Listed records -
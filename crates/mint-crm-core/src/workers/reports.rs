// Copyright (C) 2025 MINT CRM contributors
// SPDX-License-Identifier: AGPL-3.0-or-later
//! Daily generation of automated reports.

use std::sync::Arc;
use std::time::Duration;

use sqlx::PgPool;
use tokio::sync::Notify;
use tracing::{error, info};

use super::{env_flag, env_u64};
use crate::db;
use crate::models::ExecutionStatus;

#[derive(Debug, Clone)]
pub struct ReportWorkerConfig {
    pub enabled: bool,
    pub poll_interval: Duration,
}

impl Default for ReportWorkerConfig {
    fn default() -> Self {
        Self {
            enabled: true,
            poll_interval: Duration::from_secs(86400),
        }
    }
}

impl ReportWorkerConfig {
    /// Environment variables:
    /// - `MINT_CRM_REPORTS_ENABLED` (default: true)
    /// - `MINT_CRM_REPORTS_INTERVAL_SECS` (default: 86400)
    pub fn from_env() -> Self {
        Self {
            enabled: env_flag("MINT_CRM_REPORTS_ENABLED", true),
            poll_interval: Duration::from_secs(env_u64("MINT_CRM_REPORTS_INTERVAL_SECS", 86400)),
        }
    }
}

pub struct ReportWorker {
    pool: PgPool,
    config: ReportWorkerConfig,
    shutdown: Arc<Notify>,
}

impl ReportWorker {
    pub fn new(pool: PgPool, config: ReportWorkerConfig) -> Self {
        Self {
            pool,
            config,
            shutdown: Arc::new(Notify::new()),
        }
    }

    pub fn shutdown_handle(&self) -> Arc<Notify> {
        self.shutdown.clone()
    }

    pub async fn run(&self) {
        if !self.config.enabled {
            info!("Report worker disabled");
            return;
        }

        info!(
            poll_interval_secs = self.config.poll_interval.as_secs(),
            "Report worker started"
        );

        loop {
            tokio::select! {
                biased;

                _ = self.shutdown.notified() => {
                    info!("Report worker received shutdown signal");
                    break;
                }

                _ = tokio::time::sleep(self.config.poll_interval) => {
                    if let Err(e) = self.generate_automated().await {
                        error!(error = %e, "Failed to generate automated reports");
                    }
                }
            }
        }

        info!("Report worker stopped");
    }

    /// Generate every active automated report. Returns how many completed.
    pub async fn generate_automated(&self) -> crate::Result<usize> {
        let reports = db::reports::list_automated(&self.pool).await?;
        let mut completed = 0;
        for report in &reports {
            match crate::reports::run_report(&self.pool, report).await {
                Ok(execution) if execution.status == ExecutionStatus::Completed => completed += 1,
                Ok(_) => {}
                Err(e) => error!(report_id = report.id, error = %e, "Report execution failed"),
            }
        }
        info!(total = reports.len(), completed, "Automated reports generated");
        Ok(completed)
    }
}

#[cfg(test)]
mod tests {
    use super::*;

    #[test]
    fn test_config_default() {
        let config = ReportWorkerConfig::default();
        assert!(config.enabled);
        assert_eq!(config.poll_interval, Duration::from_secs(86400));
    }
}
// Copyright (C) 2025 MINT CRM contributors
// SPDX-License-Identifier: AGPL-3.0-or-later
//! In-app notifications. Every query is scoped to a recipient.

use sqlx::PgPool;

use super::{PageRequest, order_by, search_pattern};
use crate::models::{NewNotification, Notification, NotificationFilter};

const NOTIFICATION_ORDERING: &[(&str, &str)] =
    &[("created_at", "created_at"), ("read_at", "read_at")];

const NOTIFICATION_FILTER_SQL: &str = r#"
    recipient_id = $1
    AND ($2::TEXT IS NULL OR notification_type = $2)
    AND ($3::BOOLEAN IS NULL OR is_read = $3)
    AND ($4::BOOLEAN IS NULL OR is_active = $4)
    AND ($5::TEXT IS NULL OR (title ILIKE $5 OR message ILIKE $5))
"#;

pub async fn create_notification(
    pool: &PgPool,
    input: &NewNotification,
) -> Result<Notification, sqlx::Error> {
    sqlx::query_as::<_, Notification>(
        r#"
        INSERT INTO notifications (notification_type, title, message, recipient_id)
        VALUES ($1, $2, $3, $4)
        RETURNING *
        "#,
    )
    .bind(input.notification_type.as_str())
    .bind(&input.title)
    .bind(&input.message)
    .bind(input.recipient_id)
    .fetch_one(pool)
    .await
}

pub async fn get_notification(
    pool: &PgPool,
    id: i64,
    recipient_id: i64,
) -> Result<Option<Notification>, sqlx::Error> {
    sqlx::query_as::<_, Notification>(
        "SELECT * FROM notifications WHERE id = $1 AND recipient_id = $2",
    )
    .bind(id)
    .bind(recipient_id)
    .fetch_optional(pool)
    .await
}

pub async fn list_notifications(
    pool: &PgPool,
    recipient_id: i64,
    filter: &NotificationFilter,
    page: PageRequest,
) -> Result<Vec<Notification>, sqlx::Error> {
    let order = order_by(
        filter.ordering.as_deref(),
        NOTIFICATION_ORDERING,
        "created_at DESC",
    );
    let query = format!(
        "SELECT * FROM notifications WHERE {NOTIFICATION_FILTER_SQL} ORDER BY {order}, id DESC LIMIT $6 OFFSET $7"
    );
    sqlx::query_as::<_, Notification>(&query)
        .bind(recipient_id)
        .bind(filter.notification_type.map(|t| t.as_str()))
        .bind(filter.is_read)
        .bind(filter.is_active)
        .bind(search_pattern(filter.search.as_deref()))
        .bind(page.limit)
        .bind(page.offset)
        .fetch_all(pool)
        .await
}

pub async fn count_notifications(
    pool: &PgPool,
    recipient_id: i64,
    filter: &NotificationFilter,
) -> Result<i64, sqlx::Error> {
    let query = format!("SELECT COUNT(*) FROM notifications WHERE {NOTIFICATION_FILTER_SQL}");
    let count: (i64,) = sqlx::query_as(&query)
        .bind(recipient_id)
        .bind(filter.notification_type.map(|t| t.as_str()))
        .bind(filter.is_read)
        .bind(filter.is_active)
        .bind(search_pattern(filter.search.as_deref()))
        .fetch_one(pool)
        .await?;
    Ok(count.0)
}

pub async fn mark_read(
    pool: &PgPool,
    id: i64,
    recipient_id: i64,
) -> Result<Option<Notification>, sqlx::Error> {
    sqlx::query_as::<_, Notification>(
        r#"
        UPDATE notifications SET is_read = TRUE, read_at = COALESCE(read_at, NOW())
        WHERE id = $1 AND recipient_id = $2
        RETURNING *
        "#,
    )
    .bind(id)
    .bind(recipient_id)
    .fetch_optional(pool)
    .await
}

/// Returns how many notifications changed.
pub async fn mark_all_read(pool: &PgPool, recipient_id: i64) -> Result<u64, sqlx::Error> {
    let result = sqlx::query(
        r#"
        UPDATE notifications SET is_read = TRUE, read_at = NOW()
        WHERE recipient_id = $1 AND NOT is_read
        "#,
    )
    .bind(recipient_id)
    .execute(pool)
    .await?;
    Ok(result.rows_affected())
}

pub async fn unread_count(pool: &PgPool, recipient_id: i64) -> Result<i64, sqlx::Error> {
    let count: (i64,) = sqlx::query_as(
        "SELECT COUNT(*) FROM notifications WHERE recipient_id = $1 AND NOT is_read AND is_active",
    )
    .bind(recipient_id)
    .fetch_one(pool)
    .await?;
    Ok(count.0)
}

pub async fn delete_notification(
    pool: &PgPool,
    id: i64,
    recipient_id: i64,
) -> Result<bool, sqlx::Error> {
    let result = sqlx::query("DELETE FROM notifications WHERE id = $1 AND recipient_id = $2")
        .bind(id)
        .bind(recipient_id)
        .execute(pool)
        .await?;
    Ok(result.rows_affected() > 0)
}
==
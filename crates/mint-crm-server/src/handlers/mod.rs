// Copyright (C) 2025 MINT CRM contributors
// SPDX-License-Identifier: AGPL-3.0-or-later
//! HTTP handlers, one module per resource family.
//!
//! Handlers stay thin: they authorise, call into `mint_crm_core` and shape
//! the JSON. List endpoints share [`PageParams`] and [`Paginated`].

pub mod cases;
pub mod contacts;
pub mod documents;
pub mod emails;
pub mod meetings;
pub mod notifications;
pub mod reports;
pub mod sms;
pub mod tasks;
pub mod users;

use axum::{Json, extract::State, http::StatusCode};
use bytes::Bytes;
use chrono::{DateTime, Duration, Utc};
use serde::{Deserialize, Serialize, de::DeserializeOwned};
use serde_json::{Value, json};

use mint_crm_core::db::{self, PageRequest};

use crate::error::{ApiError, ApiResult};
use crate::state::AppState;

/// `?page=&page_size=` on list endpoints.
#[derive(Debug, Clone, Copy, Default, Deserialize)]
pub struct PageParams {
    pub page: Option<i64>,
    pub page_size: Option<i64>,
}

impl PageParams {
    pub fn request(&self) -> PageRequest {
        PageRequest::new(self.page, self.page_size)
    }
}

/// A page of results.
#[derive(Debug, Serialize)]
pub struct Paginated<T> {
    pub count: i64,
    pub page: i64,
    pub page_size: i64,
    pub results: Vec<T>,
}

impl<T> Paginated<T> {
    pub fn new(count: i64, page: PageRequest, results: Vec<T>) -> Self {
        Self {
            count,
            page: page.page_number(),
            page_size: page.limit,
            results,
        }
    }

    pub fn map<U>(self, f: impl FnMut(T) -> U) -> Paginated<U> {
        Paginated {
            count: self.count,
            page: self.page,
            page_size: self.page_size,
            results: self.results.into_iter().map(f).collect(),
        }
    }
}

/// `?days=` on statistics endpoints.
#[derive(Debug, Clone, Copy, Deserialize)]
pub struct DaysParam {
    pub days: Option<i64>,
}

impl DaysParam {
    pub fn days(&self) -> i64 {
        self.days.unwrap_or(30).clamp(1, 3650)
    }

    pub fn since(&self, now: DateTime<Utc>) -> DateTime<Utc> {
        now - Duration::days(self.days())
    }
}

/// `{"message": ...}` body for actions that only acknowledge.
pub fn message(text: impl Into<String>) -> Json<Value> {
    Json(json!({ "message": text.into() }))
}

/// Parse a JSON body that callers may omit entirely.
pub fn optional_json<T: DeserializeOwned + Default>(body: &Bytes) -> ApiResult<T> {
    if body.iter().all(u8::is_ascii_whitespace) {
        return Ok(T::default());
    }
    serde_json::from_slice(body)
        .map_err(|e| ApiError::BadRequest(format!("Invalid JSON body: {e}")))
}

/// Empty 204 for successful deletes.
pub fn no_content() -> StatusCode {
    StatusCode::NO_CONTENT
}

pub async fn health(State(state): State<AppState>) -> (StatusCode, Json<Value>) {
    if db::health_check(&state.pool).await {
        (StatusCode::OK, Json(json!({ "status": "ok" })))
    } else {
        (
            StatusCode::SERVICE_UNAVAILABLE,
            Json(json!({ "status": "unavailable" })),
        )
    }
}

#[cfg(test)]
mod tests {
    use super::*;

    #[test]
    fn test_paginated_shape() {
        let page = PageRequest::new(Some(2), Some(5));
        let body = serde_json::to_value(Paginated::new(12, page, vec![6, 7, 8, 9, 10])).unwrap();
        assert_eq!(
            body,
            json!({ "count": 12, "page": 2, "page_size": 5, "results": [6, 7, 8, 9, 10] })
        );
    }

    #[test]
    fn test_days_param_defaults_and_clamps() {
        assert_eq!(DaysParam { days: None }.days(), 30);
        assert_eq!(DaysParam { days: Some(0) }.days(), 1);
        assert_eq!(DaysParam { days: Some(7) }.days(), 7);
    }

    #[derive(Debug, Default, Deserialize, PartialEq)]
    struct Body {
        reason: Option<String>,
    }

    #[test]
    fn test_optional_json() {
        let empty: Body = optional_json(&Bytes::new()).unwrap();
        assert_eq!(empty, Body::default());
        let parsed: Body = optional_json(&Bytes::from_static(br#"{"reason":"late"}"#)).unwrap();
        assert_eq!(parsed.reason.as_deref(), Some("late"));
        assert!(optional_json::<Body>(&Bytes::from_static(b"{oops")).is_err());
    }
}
* * *
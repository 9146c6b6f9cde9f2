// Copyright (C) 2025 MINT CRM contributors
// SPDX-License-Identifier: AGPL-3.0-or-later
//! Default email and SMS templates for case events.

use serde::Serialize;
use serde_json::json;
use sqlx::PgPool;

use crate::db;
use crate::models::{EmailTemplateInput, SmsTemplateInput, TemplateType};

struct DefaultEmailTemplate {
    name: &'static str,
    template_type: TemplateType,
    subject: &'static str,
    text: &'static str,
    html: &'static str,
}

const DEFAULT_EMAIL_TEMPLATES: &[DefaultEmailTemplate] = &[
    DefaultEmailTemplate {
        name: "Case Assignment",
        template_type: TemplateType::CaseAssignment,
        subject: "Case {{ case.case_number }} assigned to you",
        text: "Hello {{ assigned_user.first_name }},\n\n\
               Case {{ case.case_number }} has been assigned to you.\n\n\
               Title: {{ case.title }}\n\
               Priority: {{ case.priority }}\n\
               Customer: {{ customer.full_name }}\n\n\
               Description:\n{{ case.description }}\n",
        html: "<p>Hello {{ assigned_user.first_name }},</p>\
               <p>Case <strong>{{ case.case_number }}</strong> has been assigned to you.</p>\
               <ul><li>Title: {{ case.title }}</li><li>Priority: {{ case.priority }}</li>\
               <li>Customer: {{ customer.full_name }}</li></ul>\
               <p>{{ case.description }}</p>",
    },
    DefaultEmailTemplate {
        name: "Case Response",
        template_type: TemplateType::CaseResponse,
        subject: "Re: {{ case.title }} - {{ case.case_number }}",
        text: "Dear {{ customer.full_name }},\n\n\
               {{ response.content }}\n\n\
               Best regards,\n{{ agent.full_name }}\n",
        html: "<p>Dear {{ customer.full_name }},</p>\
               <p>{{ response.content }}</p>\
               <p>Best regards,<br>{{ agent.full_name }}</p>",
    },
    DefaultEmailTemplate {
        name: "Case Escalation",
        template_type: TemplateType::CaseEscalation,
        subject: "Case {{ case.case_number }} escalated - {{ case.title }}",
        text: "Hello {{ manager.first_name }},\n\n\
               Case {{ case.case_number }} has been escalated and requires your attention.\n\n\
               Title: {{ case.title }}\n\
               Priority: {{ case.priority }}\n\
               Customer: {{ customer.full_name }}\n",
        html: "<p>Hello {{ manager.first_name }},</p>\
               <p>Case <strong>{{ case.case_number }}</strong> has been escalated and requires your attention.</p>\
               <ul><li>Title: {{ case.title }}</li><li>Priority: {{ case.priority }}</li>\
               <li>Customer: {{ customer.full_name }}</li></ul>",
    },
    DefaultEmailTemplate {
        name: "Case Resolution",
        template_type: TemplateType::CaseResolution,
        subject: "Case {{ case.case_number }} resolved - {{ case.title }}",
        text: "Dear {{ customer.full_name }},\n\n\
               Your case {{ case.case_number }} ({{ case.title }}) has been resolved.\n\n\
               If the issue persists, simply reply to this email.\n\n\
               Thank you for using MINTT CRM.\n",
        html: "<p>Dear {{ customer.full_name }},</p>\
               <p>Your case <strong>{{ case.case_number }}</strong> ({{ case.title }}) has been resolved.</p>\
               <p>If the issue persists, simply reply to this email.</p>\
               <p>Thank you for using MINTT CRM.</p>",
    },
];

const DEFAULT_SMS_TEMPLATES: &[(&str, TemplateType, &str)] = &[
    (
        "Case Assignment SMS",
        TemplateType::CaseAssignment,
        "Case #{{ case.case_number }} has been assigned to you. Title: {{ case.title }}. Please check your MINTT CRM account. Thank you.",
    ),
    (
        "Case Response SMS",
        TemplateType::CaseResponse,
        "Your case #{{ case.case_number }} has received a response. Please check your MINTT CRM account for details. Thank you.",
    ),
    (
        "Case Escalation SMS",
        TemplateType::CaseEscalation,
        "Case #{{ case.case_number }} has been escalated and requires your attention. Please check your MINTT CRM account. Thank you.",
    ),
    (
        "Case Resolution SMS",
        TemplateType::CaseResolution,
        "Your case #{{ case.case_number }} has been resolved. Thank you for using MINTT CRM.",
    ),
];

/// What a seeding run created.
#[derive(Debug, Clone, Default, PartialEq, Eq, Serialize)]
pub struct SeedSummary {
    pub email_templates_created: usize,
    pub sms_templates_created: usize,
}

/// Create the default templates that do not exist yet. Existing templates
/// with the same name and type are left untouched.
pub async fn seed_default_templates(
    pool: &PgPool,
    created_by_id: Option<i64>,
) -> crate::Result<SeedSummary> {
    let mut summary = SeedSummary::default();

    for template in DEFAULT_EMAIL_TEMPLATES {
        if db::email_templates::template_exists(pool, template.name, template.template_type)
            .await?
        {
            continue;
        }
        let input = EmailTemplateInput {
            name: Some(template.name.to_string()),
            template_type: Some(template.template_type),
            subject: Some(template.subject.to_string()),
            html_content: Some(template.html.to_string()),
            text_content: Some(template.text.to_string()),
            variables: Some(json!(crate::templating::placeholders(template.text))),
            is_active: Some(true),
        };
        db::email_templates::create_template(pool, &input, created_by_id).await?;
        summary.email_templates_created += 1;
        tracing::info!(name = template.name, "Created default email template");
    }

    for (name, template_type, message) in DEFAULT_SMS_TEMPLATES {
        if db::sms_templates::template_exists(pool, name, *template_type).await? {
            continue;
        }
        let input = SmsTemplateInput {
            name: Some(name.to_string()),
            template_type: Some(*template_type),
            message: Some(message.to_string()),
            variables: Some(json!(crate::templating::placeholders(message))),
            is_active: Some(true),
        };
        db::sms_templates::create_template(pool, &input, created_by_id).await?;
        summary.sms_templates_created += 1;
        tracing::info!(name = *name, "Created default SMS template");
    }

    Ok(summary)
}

Exercise aim -
Using the entries above, count the lines that have the string "derive" in them. Answer with that number only.

Exercise response -
6